HOW TO COMPLETE THIS TASK >> Find the word "StderrLogger" below. Copy each line that has it.

RECORD EXTRACTS >>

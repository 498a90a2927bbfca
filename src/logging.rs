//! Stderr logger for the `log` facade, configured from the environment.

use std::env;
use log::{self, LevelFilter, Metadata, Record};

struct StderrLogger;

impl log::Log for StderrLogger {
    fn enabled(&self, metadata: &Metadata) -> bool {
        metadata.level() <= log::max_level()
    }

    fn log(&self, record: &Record) {
        if self.enabled(record.metadata()) {
            eprintln!("{} - {}", record.level(), record.args());
        }
    }

    fn flush(&self) {}
}

static LOGGER: StderrLogger = StderrLogger;

/// Initialize logging with a level taken from the `SEABATTLE_LOG` environment variable.
/// Defaults to `warn` so log lines stay out of the way of normal play.
pub fn init_logging() {
    let level = env::var("SEABATTLE_LOG")
        .ok()
        .and_then(|lvl| lvl.parse().ok())
        .unwrap_or(LevelFilter::Warn);
    let _ = log::set_logger(&LOGGER).map(|()| log::set_max_level(level));
}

OUTPUT FOR THIS EXERCISE >>
struct StderrLogger;
impl log::Log for StderrLogger {
static LOGGER: StderrLogger = StderrLogger;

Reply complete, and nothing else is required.